Signed: July 2nd Period, 2016 from Dominican Republic (SFG)
Age 19.0 Height 6′ 1″ Weight 165 Bat / Thr R / R FV 45
Tool Grades (Present/Future)
Hit Raw Power Game Power Run Fielding Throw
20/45 60/65 30/60 55/50 40/50 60/60

This system has three teenagers with awesome bat speed, and Canario is one. Some of his batting practice sessions during the Giants’ new January instructional camp were even up there with Joey Bart’s. But much of Canario’s game is unkempt. He has mediocre natural timing and feel to hit, and his front side often leaks, which impacts his ability to spoil breaking stuff away from him. His lower half got thicker and stronger during the offseason, making it more likely that he ends up in right field rather than center. But this is a potential middle-of-the-order hitter because of the raw power; the swing has natural loft, and the early-career plate discipline data is strong. There’s huge ceiling if the hit/approach component improves, but of course, this type of prospect often fails to fully actualize.

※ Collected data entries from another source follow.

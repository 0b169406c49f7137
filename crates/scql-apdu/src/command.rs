//! Command APDUs.
//!
//! A command APDU is a four byte header `CLA INS P1 P2`, an optional data
//! field announced by `Lc`, and an optional expected response length `Le`.
//! Both short (one byte) and extended (three byte) length encodings are
//! accepted:
//!
//! ```text
//! case 1    CLA INS P1 P2
//! case 2S   CLA INS P1 P2 Le
//! case 3S   CLA INS P1 P2 Lc data
//! case 4S   CLA INS P1 P2 Lc data Le
//! case 2E   CLA INS P1 P2 00 Le1 Le2
//! case 3E   CLA INS P1 P2 00 Lc1 Lc2 data
//! case 4E   CLA INS P1 P2 00 Lc1 Lc2 data Le1 Le2
//! ```

use bytes::{BufMut, Bytes, BytesMut};
use std::fmt;

use scql_common::error::{ScqlError, ScqlResult};

/// Header length of every command APDU.
pub const HEADER_LEN: usize = 4;

/// Largest data field a short APDU can carry.
pub const MAX_SHORT_LC: usize = 255;

/// A parsed command APDU.
#[derive(Clone, PartialEq, Eq)]
pub struct CommandApdu {
    /// Class byte.
    pub cla: u8,
    /// Instruction byte.
    pub ins: u8,
    /// First parameter.
    pub p1: u8,
    /// Second parameter.
    pub p2: u8,
    /// Data field.
    pub data: Bytes,
    /// Expected response length, if present.
    pub le: Option<usize>,
}

impl CommandApdu {
    /// Creates a command without `Le`.
    pub fn new(cla: u8, ins: u8, p1: u8, p2: u8, data: impl Into<Bytes>) -> Self {
        Self {
            cla,
            ins,
            p1,
            p2,
            data: data.into(),
            le: None,
        }
    }

    /// Sets the expected response length.
    #[must_use]
    pub fn with_le(mut self, le: usize) -> Self {
        self.le = Some(le);
        self
    }

    /// Returns true if the class byte is interindustry (bit 8 clear).
    #[inline]
    #[must_use]
    pub fn is_interindustry(&self) -> bool {
        self.cla & 0x80 == 0
    }

    /// Parses a command APDU.
    ///
    /// # Example
    ///
    /// ```rust
    /// use scql_apdu::CommandApdu;
    ///
    /// let apdu = CommandApdu::parse(&[0x00, 0x10, 0x00, 0x88]).unwrap();
    /// assert_eq!(apdu.p2, 0x88);
    /// assert!(apdu.data.is_empty());
    /// ```
    pub fn parse(bytes: &[u8]) -> ScqlResult<Self> {
        if bytes.len() < HEADER_LEN {
            return Err(ScqlError::WrongLength {
                expected: HEADER_LEN,
                actual: bytes.len(),
            });
        }

        let (header, body) = bytes.split_at(HEADER_LEN);
        let mut apdu = Self::new(header[0], header[1], header[2], header[3], Bytes::new());

        match body.len() {
            0 => {}
            1 => apdu.le = Some(short_le(body[0])),
            _ if body[0] != 0 => {
                let lc = usize::from(body[0]);
                let data = &body[1..];
                if data.len() == lc {
                    apdu.data = Bytes::copy_from_slice(data);
                } else if data.len() == lc + 1 {
                    apdu.data = Bytes::copy_from_slice(&data[..lc]);
                    apdu.le = Some(short_le(data[lc]));
                } else {
                    return Err(ScqlError::WrongLength {
                        expected: lc,
                        actual: data.len(),
                    });
                }
            }
            2 => {
                return Err(ScqlError::WrongLength {
                    expected: 3,
                    actual: body.len(),
                })
            }
            3 => apdu.le = Some(extended_le(body[1], body[2])),
            _ => {
                let lc = usize::from(u16::from_be_bytes([body[1], body[2]]));
                let data = &body[3..];
                if lc == 0 {
                    return Err(ScqlError::WrongLength {
                        expected: 0,
                        actual: data.len(),
                    });
                }
                if data.len() == lc {
                    apdu.data = Bytes::copy_from_slice(data);
                } else if data.len() == lc + 2 {
                    apdu.data = Bytes::copy_from_slice(&data[..lc]);
                    apdu.le = Some(extended_le(data[lc], data[lc + 1]));
                } else {
                    return Err(ScqlError::WrongLength {
                        expected: lc,
                        actual: data.len(),
                    });
                }
            }
        }

        Ok(apdu)
    }

    /// Parses a command APDU from hex text, ignoring whitespace.
    pub fn parse_hex(text: &str) -> ScqlResult<Self> {
        let compact: String = text.chars().filter(|c| !c.is_whitespace()).collect();
        let bytes = hex::decode(&compact)
            .map_err(|e| ScqlError::wrong_data(format!("invalid hex APDU: {e}")))?;
        Self::parse(&bytes)
    }

    /// Encodes the command, choosing short or extended lengths as needed.
    #[must_use]
    pub fn to_bytes(&self) -> Bytes {
        let extended = self.data.len() > MAX_SHORT_LC || self.le.is_some_and(|le| le > 256);
        let mut buf = BytesMut::with_capacity(HEADER_LEN + 3 + self.data.len() + 2);
        buf.put_slice(&[self.cla, self.ins, self.p1, self.p2]);

        if extended {
            buf.put_u8(0);
            if !self.data.is_empty() {
                buf.put_u16(self.data.len() as u16);
                buf.put_slice(&self.data);
            }
            if let Some(le) = self.le {
                buf.put_u16(if le >= 65536 { 0 } else { le as u16 });
            }
        } else {
            if !self.data.is_empty() {
                buf.put_u8(self.data.len() as u8);
                buf.put_slice(&self.data);
            }
            if let Some(le) = self.le {
                buf.put_u8(if le >= 256 { 0 } else { le as u8 });
            }
        }

        buf.freeze()
    }
}

fn short_le(byte: u8) -> usize {
    if byte == 0 {
        256
    } else {
        usize::from(byte)
    }
}

fn extended_le(high: u8, low: u8) -> usize {
    match u16::from_be_bytes([high, low]) {
        0 => 65536,
        le => usize::from(le),
    }
}

impl fmt::Debug for CommandApdu {
    fn fmt(&self, f: &mut fmt::Formatter<'_>) -> fmt::Result {
        f.debug_struct("CommandApdu")
            .field("cla", &format_args!("{:#04x}", self.cla))
            .field("ins", &format_args!("{:#04x}", self.ins))
            .field("p1", &format_args!("{:#04x}", self.p1))
            .field("p2", &format_args!("{:#04x}", self.p2))
            .field("data", &hex::encode(&self.data))
            .field("le", &self.le)
            .finish()
    }
}

impl fmt::Display for CommandApdu {
    fn fmt(&self, f: &mut fmt::Formatter<'_>) -> fmt::Result {
        write!(f, "{}", hex::encode_upper(self.to_bytes()))
    }
}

Signed: July 2nd Period, 2015 from Dominican Republic (BOS)
Age 19.7 Height 6′ 2″ Weight 190 Bat / Thr R / R FV 45
Tool Grades (Present/Future)
Fastball Slider Changeup Command Sits/Tops
55/60 50/60 45/50 35/50 92-96 / 98

The Giants proactively sent Santos, who was acquired from Boston as part of the Eduardo Nunez deal, to the Northwest League as an 18-year-old because his stuff was simply too powerful for AZL youngsters. He was 93-96 with sinker and cutter variation last year, and his breaking ball was often plus. He threw more strikes in affiliated ball than he did during the spring in extended, then arrived to 2019 camp with a better changeup. A strong breakout candidate, Santos had a shoulder strain in late-April. There’s probably no more velo coming because Santos is a mature-bodied guy, but he already throws hard so that doesn’t really matter. He has mid-rotation upside as long as the command improvement holds and this shoulder issue doesn’t become chronic.

40+ FV Prospects

6. Sean Hjelle, RHP
Drafted: 2nd Round, 2018 from Kentucky (SFG)
Age 22.0 Height 6′ 11″ Weight 215 Bat / Thr R / R FV 40+
Tool Grades (Present/Future)
Fastball Curveball Changeup Command Sits/Tops
50/55 45/50 45/50 45/55 91-94 / 96

Hjelle body comps to a young Pau Gasol and is remarkably athletic for his size. His delivery is graceful and fluid, and he has no trouble repeating it nor fielding his position, as he’s quick off the mound to corral bunts and cover first base, both of which can be challenging for XXL pitchers. Hjelle’s (it’s pronounced like peanut butter and _____ ) fastball only sits in the low-90s but plays up because of extension, life, and the angle created by his height. Those traits in concert with one another make for a heater that competes for whiffs in the zone. The secondaries are closer to average, often below, though Hjelle can locate them. He’s a pretty safe No. 4/5 starter candidate, though we might be underrating the impact of Hjelle’s size on hitters’ discomfort.

7. Melvin Adon, RHP
Signed: July 2nd Period, 2014 from Dominican Republic (SFG)
Age 24.9 Height 6′ 3″ Weight 235 Bat / Thr R / R FV 40+
Tool Grades (Present/Future)
Fastball Slider Changeup Command Sits/Tops
80/80 60/60 40/40 30/40 96-100 / 102

A raw, arm strength goon for what seemed like forever, Adon found slider feel late last season and had dominant stretches where he looked like a potential closer. He has carried that into the early part of this season, more frequently dotting his slider just off the plate to his glove side and even getting it over for strikes when he’s behind in counts. Adon still just kind of chucks his fastball and hopes it arrives near the plate, but he’s going to get away with mistakes in the zone because of the velocity. Likely to have harrowing bouts of wildness, Adon has high-leverage/closer stuff and could be one of the better relief pitchers in baseball at some point, though he may already be in his late-20s once things really click.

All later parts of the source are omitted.